He was asked by the U.S. Olympic Committee to design the Pan American Games and U.S. Olympic Team's uniforms in 1976. He also designed the uniforms for the Girl Scouts, the New York Police Department, and the Avis Rent a Car System.

Later years 
In 1983, Halston signed a six-year licensing deal worth a reported $1 billion with retail chain J. C. Penney. The line, called Halston III, consisted of affordable clothing, accessories, cosmetics and perfumes ranging from $24 to $200. At the time, the move was considered controversial, as no other high-end designer had ever licensed their designs to a mid-priced chain retail store. While Halston was excited about the deal and felt that it would only expand his brand, the deal damaged his image with high-end fashion retailers who felt that his name had been "cheapened". Bergdorf Goodman at the time dropped his Halston Limited line from their store shortly after plans for Halston III were announced.

In 1983, Halston Limited, which was owned by Norton Simon, Inc., was acquired by Esmark Inc. After the acquisition, Halston began to lose control over his namesake company and grew frustrated.
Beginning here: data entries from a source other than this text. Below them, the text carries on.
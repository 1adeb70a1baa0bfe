// SPDX-License-Identifier: PMPL-1.0-or-later
// Copyright (c) 2026 Jonathan D.A. Jewell (hyperpolymath) <jonathan.jewell@open.ac.uk>
//
// Duplex entry (Duplex, KMDuplex) to duplex capability.

use printbridge_core::cdd::{Duplex, DuplexOption, DuplexType};

use crate::entry::Entry;
use crate::keywords;

/// Classify a duplex option keyword, including Konica Minolta synonyms and
/// the `1...`/`2...` sided-ness convention some drivers use.
fn duplex_type(keyword: &str) -> Option<DuplexType> {
    match keyword {
        keywords::NONE | keywords::FALSE | keywords::KM_DUPLEX_SINGLE => Some(DuplexType::NoDuplex),
        keywords::DUPLEX_NO_TUMBLE | keywords::TRUE | keywords::KM_DUPLEX_DOUBLE => {
            Some(DuplexType::LongEdge)
        }
        keywords::DUPLEX_TUMBLE | keywords::KM_DUPLEX_BOOKLET => Some(DuplexType::ShortEdge),
        k if k.starts_with('1') => Some(DuplexType::NoDuplex),
        k if k.starts_with('2') => Some(DuplexType::LongEdge),
        _ => None,
    }
}

pub fn convert_duplex(entry: &Entry) -> Option<Duplex> {
    let options = entry
        .options
        .iter()
        .filter_map(|o| {
            Some(DuplexOption {
                duplex_type: duplex_type(&o.option_keyword)?,
                is_default: o.option_keyword == entry.default_value,
                vendor_id: o.option_keyword.clone(),
            })
        })
        .collect();
    Duplex::new(options, entry.main_keyword.as_str())
}
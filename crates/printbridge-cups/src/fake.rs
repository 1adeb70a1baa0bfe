// SPDX-License-Identifier: PMPL-1.0-or-later
// Copyright (c) 2026 Jonathan D.A. Jewell (hyperpolymath) <jonathan.jewell@open.ac.uk>
//
// In-memory print server for pool and cache tests.

use std::collections::HashMap;
use std::io::Write;
use std::sync::atomic::{AtomicUsize, Ordering};
use std::sync::{Arc, Mutex};
use std::time::Duration;

use tempfile::TempDir;

use printbridge_core::error::{PrintBridgeError, Result};

use crate::session::{Connector, ModMarker, PpdResponse, PrinterAttributes, ServerSession};

#[derive(Default)]
pub struct Counters {
    pub connects: AtomicUsize,
    pub reconnects: AtomicUsize,
    pub ppd_fetches: AtomicUsize,
    /// Sessions currently alive (connected and not yet dropped).
    pub live: AtomicUsize,
    /// Fail this many upcoming requests with a transport error.
    pub fail_requests: AtomicUsize,
    /// Fail this many upcoming connects.
    pub fail_connects: AtomicUsize,
    /// Hang this many upcoming PPD fetches before they answer.
    pub stall_requests: AtomicUsize,
}

pub struct FakeServer {
    pub counters: Counters,
    ppds: Mutex<HashMap<String, (String, ModMarker)>>,
    spool: TempDir,
}

fn take_one(counter: &AtomicUsize) -> bool {
    counter
        .fetch_update(Ordering::SeqCst, Ordering::SeqCst, |n| n.checked_sub(1))
        .is_ok()
}

impl FakeServer {
    pub fn new() -> Arc<Self> {
        Arc::new(Self {
            counters: Counters::default(),
            ppds: Mutex::new(HashMap::new()),
            spool: tempfile::tempdir().unwrap(),
        })
    }

    /// Publish (or replace) a printer's PPD under a new modification marker.
    pub fn set_ppd(&self, printer: &str, text: &str, marker: &str) {
        self.ppds
            .lock()
            .unwrap()
            .insert(printer.to_owned(), (text.to_owned(), ModMarker(marker.to_owned())));
    }

    pub fn spool_files(&self) -> usize {
        std::fs::read_dir(self.spool.path()).unwrap().count()
    }

    pub fn count(counter: &AtomicUsize) -> usize {
        counter.load(Ordering::SeqCst)
    }
}

#[derive(Clone)]
pub struct FakeConnector(pub Arc<FakeServer>);

impl Connector for FakeConnector {
    type Session = FakeSession;

    async fn connect(&self) -> Result<FakeSession> {
        let counters = &self.0.counters;
        counters.connects.fetch_add(1, Ordering::SeqCst);
        if take_one(&counters.fail_connects) {
            return Err(PrintBridgeError::Connect {
                server: "fake".into(),
                reason: "scripted refusal".into(),
            });
        }
        counters.live.fetch_add(1, Ordering::SeqCst);
        Ok(FakeSession(Arc::clone(&self.0)))
    }
}

pub struct FakeSession(Arc<FakeServer>);

impl Drop for FakeSession {
    fn drop(&mut self) {
        self.0.counters.live.fetch_sub(1, Ordering::SeqCst);
    }
}

impl FakeSession {
    fn scripted_failure(&self) -> Result<()> {
        if take_one(&self.0.counters.fail_requests) {
            return Err(PrintBridgeError::Transport("scripted failure".into()));
        }
        Ok(())
    }
}

impl ServerSession for FakeSession {
    async fn get_ppd(&mut self, printer: &str, marker: Option<&ModMarker>) -> Result<PpdResponse> {
        self.0.counters.ppd_fetches.fetch_add(1, Ordering::SeqCst);
        if take_one(&self.0.counters.stall_requests) {
            tokio::time::sleep(Duration::from_secs(60)).await;
        }
        self.scripted_failure()?;

        let Some((text, current)) = self.0.ppds.lock().unwrap().get(printer).cloned() else {
            return Err(PrintBridgeError::HttpStatus {
                operation: "Get-PPD".into(),
                code: 404,
            });
        };
        if marker == Some(&current) {
            return Ok(PpdResponse::NotModified);
        }

        let mut file = tempfile::NamedTempFile::new_in(self.0.spool.path())?;
        file.write_all(text.as_bytes())?;
        let path = file.into_temp_path().keep().map_err(|e| e.error)?;
        Ok(PpdResponse::Modified {
            path,
            marker: Some(current),
        })
    }

    async fn list_printers(&mut self) -> Result<Vec<PrinterAttributes>> {
        self.scripted_failure()?;
        let mut names: Vec<_> = self.0.ppds.lock().unwrap().keys().cloned().collect();
        names.sort();
        Ok(names
            .into_iter()
            .map(|name| PrinterAttributes::from([("printer-name".to_owned(), name)]))
            .collect())
    }

    async fn get_printer_attributes(&mut self, printer: &str) -> Result<PrinterAttributes> {
        self.scripted_failure()?;
        if !self.0.ppds.lock().unwrap().contains_key(printer) {
            return Err(PrintBridgeError::IppStatus {
                operation: "Get-Printer-Attributes".into(),
                status: "ClientErrorNotFound".into(),
            });
        }
        Ok(PrinterAttributes::from([
            ("printer-name".to_owned(), printer.to_owned()),
            ("printer-state".to_owned(), "3".to_owned()),
        ]))
    }

    async fn reconnect(&mut self) -> Result<()> {
        self.0.counters.reconnects.fetch_add(1, Ordering::SeqCst);
        Ok(())
    }
}
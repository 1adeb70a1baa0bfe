// SPDX-License-Identifier: PMPL-1.0-or-later
// Copyright (c) 2026 Jonathan D.A. Jewell (hyperpolymath) <jonathan.jewell@open.ac.uk>
//
// PrintBridge CUPS side: a pooled connection to the print server, a
// per-printer PPD cache, and the capability pipeline built on both.

pub mod cache;
pub mod capabilities;
pub mod cups;
pub mod http;
pub mod pool;
pub mod session;

#[cfg(test)]
mod fake;

pub use cache::{CachedPpd, PpdCache};
pub use capabilities::{PrinterCapabilities, connect_cups};
pub use cups::{CupsConnector, CupsSession};
pub use pool::{ConnectionPool, PooledConnection, SessionFuture};
pub use session::{Connector, ModMarker, PpdResponse, PrinterAttributes, ServerSession};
As the label changed hands (it would be owned by Playtex International, Beatrice Foods and four other companies), Halston continued to lose control and, by 1984, was banned from creating designs for Halston Enterprises. He attempted to buy back his company through protracted negotiations. Halston Enterprises was eventually acquired by Revlon in 1986. Halston was paid a salary by Revlon but had stopped designing clothing for the company. He continued designing for family and friends, most notably Liza Minnelli and Martha Graham. In 1986, Halston designed the costumes for the Martha Graham Dance Company's Temptations of the Moon. After his contract with Revlon expired, he was in talks to sign a new contract with the company but stopped negotiations after he learned that Revlon planned to continue the line without his input. The line continued on with various designers until 1990, when Revlon discontinued the clothing portion of the line but continued selling Halston perfumes.

Personal life 

Halston's on-again off-again lover was Venezuelan-born artist Victor Hugo. The two met while Hugo was working as a makeup artist in 1972. The two began a relationship and Hugo lived on and off in Halston's home. Halston soon hired Hugo to work as his window dresser. Their on-and-off relationship lasted a little over ten years.

According to The New York Times, Halston was known to have had an affair with fashion designer Luis Estevez.

Death 

In 1988, Halston tested positive for HIV. After his health began to fail, he moved to San Francisco, where he was cared for by his family. On March 26, 1990, he died of Kaposi's sarcoma, an AIDS-defining illness, at the California Pacific Medical Center in San Francisco. His remains were cremated.

Commemoration 
In June 1990, Halston's longtime friend the singer and actress Liza Minnelli sponsored a tribute at Lincoln Center's Alice Tully Hall that was followed by a reception hosted by his friend Elsa Peretti.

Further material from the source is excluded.